Just about the same again. I'm 5'4" and 3/4. I'm not quite 5'5" although I usually lie and tell people I'm 5'5". :)

LOL! I always 'downgrade' and say 5' 4''.

As I am for you!!! This is our year!!!:cool1:

No, my dear, this is our LIFETIME!!!
 
Hey you! :goodvibes

Sorry to hear things aren't ideal. But you've got a great positive attitude looking for the future. I don't think your reasons are "terrible" for falling off the wagon, but they are excuses because you know what I FINALLY wrapped my mind around? There will NEVER be an ideal time. The time simply HAS to be now otherwise it will be never.

And about your 'frienemy'. First of all, that was pretty funny. Second, maybe it'll help with anyone's 'frienemy' issues if I tell you what works for me...I have an actual obsession with the scale. In a bad way. I was on it multiple times a day and allowed it to dictate my emotions. It was HORRIBLE. I'd feel great. I'd reward myself with food. I'd get on the scale again. Feel terrible, console myself with food. ALL IN ONE DAY.

Here's the deal, the scale isn't anything but a measurement device. I've stopped thinking of it as anything but an inanimate object. Once a week I get on it and read the numbers it gives me and I put it away.

Emotionally un-linking myself has made quite the difference. ::yes::

I absolutely agree. I do have to be careful with what I do, though, because I was a disordered eating patient for a while before having DS. I tend to either over restrict or just go hog wild with my eating. I'm working hard to find a happy medium. It's like my Lewis and Clarke expedition. :laughing:
 
I absolutely agree. I do have to be careful with what I do, though, because I was a disordered eating patient for a while before having DS. I tend to either over restrict or just go hog wild with my eating. I'm working hard to find a happy medium. It's like my Lewis and Clarke expedition. :laughing:

That can be scary and dangerous, you're absolutely right. Well, we're here for you to help you feel balanced and sane!
 
Ooooooh.
I kind of like the sound of that.
See, I've CONVINCED myself (for no reason at all) that I'm not a runner. That I can't run. (i.e. "It'll hurt my knees and my shins", "I'm too heavy", "My 'girls' will hurt after-LOL!", etc.). But, buried deep down, I think I've always wanted to BE a runner or at least be able to run. This might be an interesting program to check out. Thanks so much for sharing the link!

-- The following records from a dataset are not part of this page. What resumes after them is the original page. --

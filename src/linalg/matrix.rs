/* ************************************************************************ **
** This file is part of lina, and is licensed under EITHER the MIT license  **
** or the Apache 2.0 license, at your option.                               **
**                                                                          **
**     http://www.apache.org/licenses/LICENSE-2.0                           **
**     http://opensource.org/licenses/MIT                                   **
** ************************************************************************ */

use crate::errors::{Axis, LinalgError};
use crate::tolerance::{Tolerance, QuantizedKey};
use crate::vector::{self, Vector};

use itertools::Itertools;
use lina_assert_close::{CheckClose, CheckCloseError, Tolerances};
use std::convert::TryFrom;
use std::ops::{Add, Mul, Neg, Index, IndexMut};

#[cfg(feature = "serde")]
use serde::{Serialize, Deserialize};

/// Owned dense matrix with C layout.
///
/// Both dimensions are at least 1 and never change after construction.
/// Entries may be reassigned freely through `IndexMut`.
#[derive(Debug, Clone)]
#[cfg_attr(feature = "serde", derive(Serialize, Deserialize))]
#[cfg_attr(feature = "serde", serde(try_from = "Vec<Vec<f64>>", into = "Vec<Vec<f64>>"))]
pub struct Matrix {
    // c-contiguous, row-contiguous data
    data: Vec<f64>,
    // invariant: height * width == data.len()
    // invariant: height >= 1 && width >= 1
    height: usize,
    width: usize,
}

pub type Rows<'a> = std::slice::Chunks<'a, f64>;
pub type RowsMut<'a> = std::slice::ChunksMut<'a, f64>;

/// Validate a shape, returning the number of entries it holds.
fn checked_len(height: usize, width: usize) -> Result<usize, LinalgError> {
    if height == 0 || width == 0 {
        return Err(LinalgError::dimension_mismatch(format!(
            "matrix dimensions must be positive (got {}x{})", height, width,
        )));
    }
    height.checked_mul(width).ok_or_else(|| LinalgError::dimension_mismatch(format!(
        "matrix dimensions are too large (got {}x{})", height, width,
    )))
}

impl Matrix {
    /// The `height x width` zero matrix.
    pub fn zeros(height: usize, width: usize) -> Result<Self, LinalgError> {
        let len = checked_len(height, width)?;
        Ok(Matrix { data: vec![0.0; len], height, width })
    }

    /// The `rank x rank` identity matrix.
    pub fn identity(rank: usize) -> Result<Self, LinalgError> {
        let mut eye = Matrix::zeros(rank, rank)?;
        for i in 0..rank {
            eye[(i, i)] = 1.0;
        }
        Ok(eye)
    }

    /// Build a matrix from a non-empty list of equal-length, non-empty rows.
    pub fn from_rows(rows: Vec<Vec<f64>>) -> Result<Self, LinalgError> {
        let height = rows.len();
        let width = rows.first().map_or(0, |row| row.len());
        checked_len(height, width)?;

        if let Some((r, row)) = rows.iter().enumerate().find(|(_, row)| row.len() != width) {
            return Err(LinalgError::dimension_mismatch(format!(
                "row {} has length {}, but row 0 has length {}", r, row.len(), width,
            )));
        }
        let data = Iterator::flatten(rows.into_iter()).collect();
        Ok(Matrix { data, height, width })
    }

    pub fn from_row_major_data((height, width): (usize, usize), data: Vec<f64>) -> Result<Self, LinalgError> {
        if data.len() != checked_len(height, width)? {
            return Err(LinalgError::dimension_mismatch(format!(
                "{} values cannot fill a {}x{} matrix", data.len(), height, width,
            )));
        }
        Ok(Matrix { data, height, width })
    }

    pub fn height(&self) -> usize { self.height }
    pub fn width(&self) -> usize { self.width }
    /// `(height, width)`
    pub fn dims(&self) -> (usize, usize) { (self.height, self.width) }
    pub fn is_square(&self) -> bool { self.height == self.width }

    pub fn row_major_data(&self) -> &[f64] { &self.data }
    pub fn row_major_data_mut(&mut self) -> &mut [f64] { &mut self.data }
    pub fn rows(&self) -> Rows<'_> { self.data.chunks(self.width) }
    pub fn rows_mut(&mut self) -> RowsMut<'_> { self.data.chunks_mut(self.width) }

    pub fn to_rows(&self) -> Vec<Vec<f64>>
    { self.rows().map(|row| row.to_vec()).collect() }

    /// Copy of row `r`.
    pub fn row(&self, r: usize) -> Result<Vec<f64>, LinalgError> {
        LinalgError::check_index(Axis::Row, r, self.height)?;
        Ok(self.row_unchecked(r).to_vec())
    }

    /// Copy of column `c`.
    pub fn column(&self, c: usize) -> Result<Vec<f64>, LinalgError> {
        LinalgError::check_index(Axis::Column, c, self.width)?;
        Ok(self.column_unchecked(c))
    }

    pub(crate) fn row_unchecked(&self, r: usize) -> &[f64]
    { &self.data[r * self.width..(r + 1) * self.width] }

    pub(crate) fn column_unchecked(&self, c: usize) -> Vec<f64>
    { self.data.iter().skip(c).step_by(self.width).cloned().collect() }

    pub fn transpose(&self) -> Matrix {
        let mut data = Vec::with_capacity(self.data.len());
        for c in 0..self.width {
            data.extend(self.data.iter().skip(c).step_by(self.width));
        }
        Matrix { data, height: self.width, width: self.height }
    }

    /// Componentwise sum.
    pub fn checked_add(&self, other: &Matrix) -> Result<Matrix, LinalgError> {
        if self.dims() != other.dims() {
            return Err(LinalgError::dimension_mismatch(format!(
                "cannot add a {}x{} matrix to a {}x{} matrix",
                other.height, other.width, self.height, self.width,
            )));
        }
        let data = self.data.iter().zip_eq(&other.data).map(|(a, b)| a + b).collect();
        Ok(Matrix { data, ..*self })
    }

    /// Multiply every entry by `scalar`.
    pub fn scale(&self, scalar: f64) -> Matrix {
        let data = self.data.iter().map(|x| scalar * x).collect();
        Matrix { data, ..*self }
    }

    /// Matrix product `self * other`.
    pub fn checked_mul(&self, other: &Matrix) -> Result<Matrix, LinalgError> {
        if self.width != other.height {
            return Err(LinalgError::undefined(format!(
                "matrix multiplication not defined for these matrices ({}x{} times {}x{})",
                self.height, self.width, other.height, other.width,
            )));
        }

        // this is suboptimal.  who cares.
        let other_t = other.transpose();
        let mut data = Vec::with_capacity(self.height * other.width);
        for self_row in self.rows() {
            for other_col in other_t.rows() {
                data.push(vector::dot(self_row, other_col));
            }
        }
        Ok(Matrix { data, height: self.height, width: other.width })
    }

    /// Matrix-vector product `self * v`, with `v` as a column.
    pub fn checked_mul_vector(&self, v: &Vector) -> Result<Vector, LinalgError> {
        if self.width != v.dim() {
            return Err(LinalgError::dimension_mismatch(format!(
                "cannot multiply a {}x{} matrix by a vector of dimension {}",
                self.height, self.width, v.dim(),
            )));
        }
        Ok(self.rows().map(|row| vector::dot(row, v.as_slice())).collect())
    }

    /// Approximate equality.  False when the shapes differ.
    pub fn approx_eq(&self, other: &Matrix, tol: Tolerance) -> bool
    { self.dims() == other.dims() && tol.all_close(&self.data, &other.data) }

    pub fn quantized(&self, tol: Tolerance) -> QuantizedKey
    { QuantizedKey::new(self.dims(), &self.data, tol) }
}

impl Default for Matrix {
    /// The 1x1 zero matrix.
    fn default() -> Self { Matrix { data: vec![0.0], height: 1, width: 1 } }
}

impl PartialEq for Matrix {
    fn eq(&self, other: &Matrix) -> bool
    { self.approx_eq(other, Tolerance::default()) }
}

impl TryFrom<Vec<Vec<f64>>> for Matrix {
    type Error = LinalgError;

    fn try_from(rows: Vec<Vec<f64>>) -> Result<Self, LinalgError>
    { Matrix::from_rows(rows) }
}

impl From<Matrix> for Vec<Vec<f64>> {
    fn from(m: Matrix) -> Self { m.to_rows() }
}

impl Index<(usize, usize)> for Matrix {
    type Output = f64;

    #[inline(always)] // inlining should often remove bounds checks
    fn index(&self, (r, c): (usize, usize)) -> &f64 {
        assert!(r < self.height && c < self.width, "index ({}, {}) out of bounds for {}x{} matrix", r, c, self.height, self.width);
        &self.data[r * self.width + c]
    }
}

impl IndexMut<(usize, usize)> for Matrix {
    #[inline(always)]
    fn index_mut(&mut self, (r, c): (usize, usize)) -> &mut f64 {
        assert!(r < self.height && c < self.width, "index ({}, {}) out of bounds for {}x{} matrix", r, c, self.height, self.width);
        &mut self.data[r * self.width + c]
    }
}

impl CheckClose for Matrix {
    fn check_close(&self, other: &Matrix, tol: Tolerances) -> Result<(), CheckCloseError> {
        if self.dims() != other.dims() {
            return Err(CheckCloseError::Shape {
                left: vec![self.height, self.width],
                right: vec![other.height, other.width],
            });
        }
        self.data.check_close(&other.data, tol)
    }
}

// ---------------------------------------------------------------------------
// operators
//
// Like the vector operators, these panic where the `checked_` methods
// would return an error.

impl<'a, 'b> Add<&'b Matrix> for &'a Matrix {
    type Output = Matrix;

    fn add(self, other: &'b Matrix) -> Matrix
    { self.checked_add(other).unwrap_or_else(|e| panic!("{}", e)) }
}

impl<'a, 'b> Mul<&'b Matrix> for &'a Matrix {
    type Output = Matrix;

    fn mul(self, other: &'b Matrix) -> Matrix
    { self.checked_mul(other).unwrap_or_else(|e| panic!("{}", e)) }
}

impl<'a, 'b> Mul<&'b Vector> for &'a Matrix {
    type Output = Vector;

    fn mul(self, v: &'b Vector) -> Vector
    { self.checked_mul_vector(v).unwrap_or_else(|e| panic!("{}", e)) }
}

impl<'a> Mul<&'a Matrix> for f64 {
    type Output = Matrix;

    fn mul(self, m: &'a Matrix) -> Matrix { m.scale(self) }
}

impl<'a> Mul<f64> for &'a Matrix {
    type Output = Matrix;

    fn mul(self, scalar: f64) -> Matrix { self.scale(scalar) }
}

impl<'a> Neg for &'a Matrix {
    type Output = Matrix;

    fn neg(self) -> Matrix { self.scale(-1.0) }
}
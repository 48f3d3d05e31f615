/* ************************************************************************ **
** This file is part of lina, and is licensed under EITHER the MIT license  **
** or the Apache 2.0 license, at your option.                               **
**                                                                          **
**     http://www.apache.org/licenses/LICENSE-2.0                           **
**     http://opensource.org/licenses/MIT                                   **
** ************************************************************************ */

use crate::FailResult;

use failure::ResultExt;
use lina_linalg::Tolerance;
use serde::{Serialize, Deserialize};
use std::io::Read;
use std::path::Path;

/// Settings read from `--config`.
///
/// Every field has a default, so an empty document is valid.
#[derive(Serialize, Deserialize)]
#[derive(Debug, Clone, Default, PartialEq)]
#[serde(rename_all = "kebab-case")]
pub struct Settings {
    #[serde(default)]
    pub tolerance: Tolerance,
}

impl Settings {
    pub fn from_reader(mut r: impl Read) -> FailResult<Settings> {
        let mut text = String::new();
        r.read_to_string(&mut text)?;

        // an empty document means "all defaults"
        let value = match text.trim().is_empty() {
            true => serde_yaml::Value::Mapping(serde_yaml::Mapping::new()),
            false => serde_yaml::from_str(&text)?,
        };
        let settings: Settings = serde_ignored::deserialize(
            value,
            |path| warn!("Unused config item (possible typo?): {}", path),
        )?;
        Ok(settings)
    }

    pub fn from_path(path: impl AsRef<Path>) -> FailResult<Settings> {
        let path = path.as_ref();
        let file = std::fs::File::open(path)
            .with_context(|_| format!("could not open config file '{}'", path.display()))?;
        Ok(Settings::from_reader(file)
            .with_context(|_| format!("while reading config file '{}'", path.display()))?)
    }

    /// Apply `--eps`, which takes precedence over the file.
    pub fn override_eps(&mut self, eps: f64) -> FailResult<()> {
        self.tolerance = match Tolerance::checked_new(eps) {
            Some(tol) => tol,
            None => bail!("tolerance must be non-negative (got {})", eps),
        };
        Ok(())
    }
}

#[cfg(test)]
mod tests {
    use super::*;

    #[test]
    fn empty_document_gives_defaults() {
        assert_eq!(Settings::from_reader("".as_bytes()).unwrap(), Settings::default());
        assert_eq!(Settings::from_reader("{}".as_bytes()).unwrap(), Settings::default());
        assert_eq!(Settings::from_reader("tolerance: {}".as_bytes()).unwrap(), Settings::default());
    }

    #[test]
    fn reads_eps() {
        let settings = Settings::from_reader("tolerance:\n  eps: 1.0e-3\n".as_bytes()).unwrap();
        assert_eq!(settings.tolerance, Tolerance::new(1e-3));
    }

    #[test]
    fn unknown_keys_are_ignored() {
        let settings = Settings::from_reader("tolerence: {eps: 0.5}".as_bytes()).unwrap();
        assert_eq!(settings, Settings::default());
    }

    #[test]
    fn negative_eps_is_rejected() {
        assert!(Settings::from_reader("tolerance: {eps: -1.0}".as_bytes()).is_err());

        let mut settings = Settings::default();
        assert!(settings.override_eps(-1e-3).is_err());
        assert!(settings.override_eps(std::f64::NAN).is_err());
        assert_eq!(settings, Settings::default());

        settings.override_eps(0.25).unwrap();
        assert_eq!(settings.tolerance.eps(), 0.25);
    }
}
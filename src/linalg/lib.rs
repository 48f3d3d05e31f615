/* ************************************************************************ **
** This file is part of lina, and is licensed under EITHER the MIT license  **
** or the Apache 2.0 license, at your option.                               **
**                                                                          **
**     http://www.apache.org/licenses/LICENSE-2.0                           **
**     http://opensource.org/licenses/MIT                                   **
** ************************************************************************ */

//! Dense vectors and matrices over `f64`.
//!
//! Shapes are checked eagerly: every fallible operation returns a
//! `LinalgError` before doing any work.  The arithmetic operators (`+`, `*`,
//! unary `-`) are thin wrappers that panic on those same errors.
//!
//! Equality is approximate.  Comparisons use a `Tolerance` (absolute, 1e-6
//! by default) and never consider values of different shape equal.

#[macro_use] extern crate failure;
#[macro_use] extern crate log;
#[cfg_attr(test, macro_use)]
extern crate lina_assert_close;

mod errors;
mod tolerance;
mod vector;
mod matrix;
mod det;

pub use crate::errors::{Axis, ErrorKind, LinalgError};
pub use crate::tolerance::{Tolerance, QuantizedKey, DEFAULT_EPS};
pub use crate::vector::Vector;
pub use crate::matrix::{Matrix, Rows, RowsMut};

#[cfg(test)]
mod test_matrices {
    use super::Matrix;

    fn sqrt(x: f64) -> f64 { x.sqrt() }

    pub fn zero(n: usize) -> Matrix { Matrix::zeros(n, n).unwrap() }

    fn rows(rows: Vec<Vec<f64>>) -> Matrix { Matrix::from_rows(rows).unwrap() }

    pub fn m11_pi() -> Matrix { rows(vec![vec![std::f64::consts::PI]]) }

    pub fn m22_sqrts() -> Matrix {
        rows(vec![
            vec![sqrt(2.0), sqrt(3.0)],
            vec![sqrt(5.0), sqrt(6.0)],
        ])
    }

    pub fn m33() -> Matrix {
        rows(vec![
            vec![1.0, 2.0, 3.0],
            vec![4.0, 5.0, 6.0],
            vec![7.0, 8.0, 9.0],
        ])
    }

    pub fn m33_sqrts() -> Matrix {
        rows(vec![
            vec![sqrt(2.0), sqrt(3.0), sqrt(5.0)],
            vec![sqrt(6.0), sqrt(7.0), sqrt(8.0)],
            vec![sqrt(10.0), sqrt(11.0), sqrt(12.0)],
        ])
    }

    pub fn m33_zero_row() -> Matrix {
        use std::f64::consts::{E, PI};
        rows(vec![
            vec![E, E.powi(2), E.powi(3)],
            vec![0.0, 0.0, 0.0],
            vec![PI, PI.powi(2), PI.powi(3)],
        ])
    }

    pub fn m33_zero_col() -> Matrix {
        use std::f64::consts::{E, PI};
        rows(vec![
            vec![E, 0.0, E.powi(3)],
            vec![E.powi(2), 0.0, PI.powi(2)],
            vec![PI, 0.0, PI.powi(3)],
        ])
    }

    pub fn m12_ones() -> Matrix { rows(vec![vec![1.0, 1.0]]) }
    pub fn m21_ones() -> Matrix { rows(vec![vec![1.0], vec![1.0]]) }
}
/* ************************************************************************ **
** This file is part of lina, and is licensed under EITHER the MIT license  **
** or the Apache 2.0 license, at your option.                               **
**                                                                          **
**     http://www.apache.org/licenses/LICENSE-2.0                           **
**     http://opensource.org/licenses/MIT                                   **
** ************************************************************************ */

use crate::GeometryError;
use lina_linalg::Vector;

/// A simplex, stored as its list of vertices.
///
/// The dimension of a simplex here is its number of vertices, which for
/// the standard simplex is also the dimension of the space it lives in.
#[derive(Debug, Clone, PartialEq)]
pub struct Simplex {
    // invariant: at least 2 vertices, all of the same dimension
    vertices: Vec<Vector>,
}

const MIN_DIM: usize = 2;

impl Simplex {
    /// The standard simplex in R^dim, whose vertices are the unit vectors.
    pub fn new(dim: usize) -> Result<Self, GeometryError> {
        if dim < MIN_DIM {
            return Err(GeometryError::DimensionTooSmall { what: "simplex", min: MIN_DIM, got: dim });
        }
        Ok(Simplex::standard(dim))
    }

    pub fn from_vertices(vertices: Vec<Vector>) -> Result<Self, GeometryError> {
        if vertices.len() < MIN_DIM {
            return Err(GeometryError::DimensionTooSmall { what: "simplex", min: MIN_DIM, got: vertices.len() });
        }
        let expected = vertices[0].dim();
        if let Some(bad) = vertices.iter().find(|v| v.dim() != expected) {
            return Err(GeometryError::DimensionMismatch { expected, got: bad.dim() });
        }
        Ok(Simplex { vertices })
    }

    fn standard(dim: usize) -> Self {
        let vertices = (0..dim).map(|i| {
            let mut v = Vector::zeros(dim);
            v[i] = 1.0;
            v
        }).collect();
        Simplex { vertices }
    }

    pub fn dim(&self) -> usize { self.vertices.len() }
    pub fn vertices(&self) -> &[Vector] { &self.vertices }

    /// Mean of the vertices.
    pub fn centroid(&self) -> Result<Vector, GeometryError> {
        let mut sum = Vector::zeros_like(&self.vertices[0]);
        for v in &self.vertices {
            sum = sum.checked_add(v)?;
        }
        Ok(sum.scale(1.0 / self.vertices.len() as f64))
    }
}

impl Default for Simplex {
    /// The triangle with vertices `(1, 0)` and `(0, 1)`.
    fn default() -> Self { Simplex::standard(MIN_DIM) }
}
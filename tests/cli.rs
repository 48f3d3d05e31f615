#[macro_use] extern crate pretty_assertions;

use serde_json::{json, Value};
use std::io::Write;
use std::path::PathBuf;
use std::process::{Command, Output};
use tempdir::TempDir;

struct CliTest {
    dir: TempDir,
}

impl CliTest {
    fn new() -> Self { CliTest { dir: TempDir::new("lina-cli-test").unwrap() } }

    fn input(&self, name: &str, text: &str) -> PathBuf {
        let path = self.dir.path().join(name);
        std::fs::File::create(&path).unwrap().write_all(text.as_bytes()).unwrap();
        path
    }

    fn run(&self, args: &[&str]) -> Output {
        Command::new(env!("CARGO_BIN_EXE_lina"))
            .args(args)
            .current_dir(self.dir.path())
            .output()
            .unwrap()
    }

    fn json(&self, args: &[&str]) -> Value {
        let output = self.run(args);
        assert!(output.status.success(), "stderr: {}", String::from_utf8_lossy(&output.stderr));
        serde_json::from_slice(&output.stdout).unwrap()
    }
}

#[test]
fn det_of_irrational_matrix() {
    let test = CliTest::new();
    test.input("m.yaml", "\
        - [1.4142135623730951, 1.7320508075688772, 2.23606797749979]\n\
        - [2.449489742783178, 2.6457513110645907, 2.8284271247461903]\n\
        - [3.1622776601683795, 3.3166247903554, 3.4641016151377544]\n\
    ");
    let det = test.json(&["det", "m.yaml"])["determinant"].as_f64().unwrap();
    assert!((det - -0.052407645760034).abs() < 1e-6, "{}", det);
}

#[test]
fn products_and_sums() {
    let test = CliTest::new();
    test.input("a.json", "[[1, 2], [3, 4]]");
    test.input("v.json", "[1, 1]");

    assert_eq!(test.json(&["mul", "--vector", "a.json", "v.json"]), json!([3.0, 7.0]));
    assert_eq!(test.json(&["add", "a.json", "a.json"]), json!([[2.0, 4.0], [6.0, 8.0]]));
    assert_eq!(test.json(&["submatrix", "a.json", "--row", "0", "--col", "0"]), json!([[4.0]]));
}

#[test]
fn centroid_of_default_triangle() {
    let test = CliTest::new();
    assert_eq!(test.json(&["centroid", "--dim", "2"]), json!({ "dim": 2, "centroid": [0.5, 0.5] }));
}

#[test]
fn errors_exit_with_status_one() {
    let test = CliTest::new();
    test.input("wide.yaml", "[[1, 2, 3]]");
    let output = test.run(&["det", "wide.yaml"]);
    assert_eq!(output.status.code(), Some(1));
    assert!(output.stdout.is_empty());

    let stderr = String::from_utf8_lossy(&output.stderr);
    assert!(stderr.contains("non-square"), "{}", stderr);
}

#[test]
fn log_file_receives_debug_output() {
    let test = CliTest::new();
    test.input("v.yaml", "[0, 3, 4]");
    let out = test.json(&["-v", "--log", "lina.log", "normalize", "v.yaml"]);
    assert_eq!(out["length"], json!(5.0));

    let log = std::fs::read_to_string(test.dir.path().join("lina.log")).unwrap();
    assert!(log.contains("Read vector of dimension 3"), "{}", log);
}

#[test]
fn unopenable_log_file_is_reported_on_stderr() {
    let test = CliTest::new();
    let output = test.run(&["--log", "no_such_dir/lina.log", "centroid", "--dim", "2"]);
    assert_eq!(output.status.code(), Some(1));
    assert!(output.stdout.is_empty());

    let stderr = String::from_utf8_lossy(&output.stderr);
    assert!(stderr.contains("could not open log file"), "{}", stderr);
    assert!(stderr.contains("no_such_dir"), "{}", stderr);
}
/* ************************************************************************ **
** This file is part of lina, and is licensed under EITHER the MIT license  **
** or the Apache 2.0 license, at your option.                               **
**                                                                          **
**     http://www.apache.org/licenses/LICENSE-2.0                           **
**     http://opensource.org/licenses/MIT                                   **
** ************************************************************************ */

use crate::FailResult;
use crate::cmd;
use crate::ui::logging::GlobalLogger;

use std::ffi::{OsStr, OsString};

fn wrap_result_main<F>(main: F)
where F: FnOnce() -> FailResult<()>,
{
    main().unwrap_or_else(|e| {
        for cause in e.iter_chain() {
            error!("{}", cause);
        }

        if std::env::var_os("RUST_BACKTRACE") == Some(OsStr::new("1").to_owned()) {
            error!("{}", e.backtrace());
        } else {
            error!("\
                (If you found the above error message to be particularly lacking in \
                detail, try again with RUST_BACKTRACE=1)\
            ");
        }
        std::process::exit(1);
    });
}

/// Parse arguments and run one subcommand, without installing a logger
/// or printing anything.
pub fn run_from_args<I, T>(args: I) -> FailResult<serde_json::Value>
where
    I: IntoIterator<Item=T>,
    T: Into<OsString> + Clone,
{
    let matches = cmd::app().get_matches_from_safe(args)?;
    cmd::run(&matches)
}

pub fn lina() {
    wrap_result_main(|| {
        let matches = cmd::app().get_matches();

        let mut logger = GlobalLogger::default();
        logger.verbosity(matches.occurrences_of("verbose") as i32);
        if let Some(path) = matches.value_of("log") {
            logger.path(path);
        }
        logger.apply()?;

        let output = cmd::run(&matches)?;
        println!("{}", serde_json::to_string_pretty(&output)?);
        Ok(())
    });
}

#[cfg(test)]
mod tests {
    use super::*;
    use lina_linalg::{Matrix, Vector};
    use std::io::Write;
    use std::path::PathBuf;
    use tempdir::TempDir;

    struct Inputs(TempDir);

    impl Inputs {
        fn new() -> Self { Inputs(TempDir::new("lina-cli").unwrap()) }

        fn file(&self, name: &str, text: &str) -> String {
            let path: PathBuf = self.0.path().join(name);
            std::fs::File::create(&path).unwrap().write_all(text.as_bytes()).unwrap();
            path.to_str().unwrap().to_owned()
        }
    }

    fn run(args: &[&str]) -> FailResult<serde_json::Value> {
        run_from_args(std::iter::once("lina").chain(args.iter().cloned()))
    }

    #[test]
    fn det() {
        let inputs = Inputs::new();
        let m = inputs.file("m.yaml", "[[1, 2, 3], [4, 5, 6], [7, 8, 9]]");
        assert_eq!(run(&["det", &m]).unwrap(), json!({ "determinant": 0.0 }));

        let m = inputs.file("m2.yaml", "- [2, 0]\n- [0, 3]\n");
        assert_eq!(run(&["det", &m]).unwrap(), json!({ "determinant": 6.0 }));
    }

    #[test]
    fn det_of_non_square_fails() {
        let inputs = Inputs::new();
        let m = inputs.file("m.yaml", "[[1, 2]]");
        let err = run(&["det", &m]).unwrap_err();
        assert!(err.to_string().contains("non-square"), "{}", err);
    }

    #[test]
    fn eps_changes_null_test() {
        let inputs = Inputs::new();
        let m = inputs.file("m.yaml", "[[1.0e-8, 1.0e-8, 1.0e-8], [1, 2, 3], [4, 5, 7]]");
        assert_eq!(run(&["det", &m]).unwrap(), json!({ "determinant": 0.0 }));

        let det = run(&["--eps", "0", "det", &m]).unwrap()["determinant"].as_f64().unwrap();
        assert!((det - 1e-8).abs() < 1e-12, "{}", det);

        let config = inputs.file("config.yaml", "tolerance: {eps: 0}");
        let det = run(&["--config", &config, "det", &m]).unwrap()["determinant"].as_f64().unwrap();
        assert!((det - 1e-8).abs() < 1e-12, "{}", det);

        // the flag wins over the file
        let det = run(&["--config", &config, "--eps", "1e-6", "det", &m]).unwrap()["determinant"].as_f64().unwrap();
        assert_eq!(det, 0.0);
    }

    #[test]
    fn bad_eps() {
        assert!(run(&["--eps", "-1", "centroid", "--dim", "3"]).is_err());
        assert!(run(&["--eps", "tiny", "centroid", "--dim", "3"]).is_err());
    }

    #[test]
    fn add_and_mul() {
        let inputs = Inputs::new();
        let a = inputs.file("a.yaml", "[[1, 2], [3, 4]]");
        let b = inputs.file("b.yaml", "[[0, 1], [1, 0]]");
        let v = inputs.file("v.yaml", "[1, -1]");

        let sum: Matrix = serde_json::from_value(run(&["add", &a, &b]).unwrap()).unwrap();
        assert_eq!(sum.to_rows(), vec![vec![1.0, 3.0], vec![4.0, 4.0]]);

        let product: Matrix = serde_json::from_value(run(&["mul", &a, &b]).unwrap()).unwrap();
        assert_eq!(product.to_rows(), vec![vec![2.0, 1.0], vec![4.0, 3.0]]);

        let product: Vector = serde_json::from_value(run(&["mul", "--vector", &a, &v]).unwrap()).unwrap();
        assert_eq!(product.as_slice(), &[-1.0, -1.0]);

        let wide = inputs.file("wide.yaml", "[[1, 2, 3]]");
        assert!(run(&["add", &a, &wide]).is_err());
        let tall = inputs.file("tall.yaml", "[[1], [2]]");
        assert_eq!(run(&["mul", &a, &tall]).unwrap(), json!([[5.0], [11.0]]));
        assert!(run(&["mul", &tall, &a]).is_err());
        assert!(run(&["mul", "--vector", &a, &a]).is_err());
    }

    #[test]
    fn submatrix() {
        let inputs = Inputs::new();
        let m = inputs.file("m.yaml", "[[1, 2, 3], [4, 5, 6], [7, 8, 9]]");
        let out = run(&["submatrix", &m, "--row", "1", "--col", "2"]).unwrap();
        assert_eq!(out, json!([[1.0, 2.0], [7.0, 8.0]]));

        assert!(run(&["submatrix", &m, "--row", "3", "--col", "0"]).is_err());
        assert!(run(&["submatrix", &m, "--row", "-1", "--col", "0"]).is_err());
    }

    #[test]
    fn normalize() {
        let inputs = Inputs::new();
        let v = inputs.file("v.yaml", "[3, 0, 4]");
        let out = run(&["normalize", &v]).unwrap();
        assert_eq!(out["length"], json!(5.0));
        let unit: Vector = serde_json::from_value(out["vector"].clone()).unwrap();
        assert_eq!(unit, Vector::new(vec![0.6, 0.0, 0.8]));

        let zero = inputs.file("zero.yaml", "[0, 0, 0]");
        let out = run(&["normalize", &zero]).unwrap();
        assert_eq!(out, json!({ "vector": [0.0, 0.0, 0.0], "length": 0.0 }));
    }

    #[test]
    fn centroid() {
        let out = run(&["centroid", "--dim", "4"]).unwrap();
        assert_eq!(out, json!({ "dim": 4, "centroid": [0.25, 0.25, 0.25, 0.25] }));
        assert!(run(&["centroid", "--dim", "1"]).is_err());
    }

    #[test]
    fn missing_subcommand_is_a_clap_error() {
        assert!(run(&[]).is_err());
    }
}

I've always convinced myself of the same thing. My few sad, pitiful attempts to run always failed, and I haven't even tried since I was back in high school. But I keep having these thoughts of my running without a care in the world.

I started reading some of the WISH boards here with people running the Princess 1/2 marathon, and I started thinking maybe it was possible. I highly recomend John Bingham's book - The Courage to Start. It's wonderful and very inspirational if you've had thoughts of running at all. He really focuses on just doing what you can do and not worrying about speed, or anyone else.

I went out and got fitted for a great sports bra, and running shoes that match my gait and I'm all set to go. I'm slow as molasses, and I can't run more than 60 secs. but it's a start.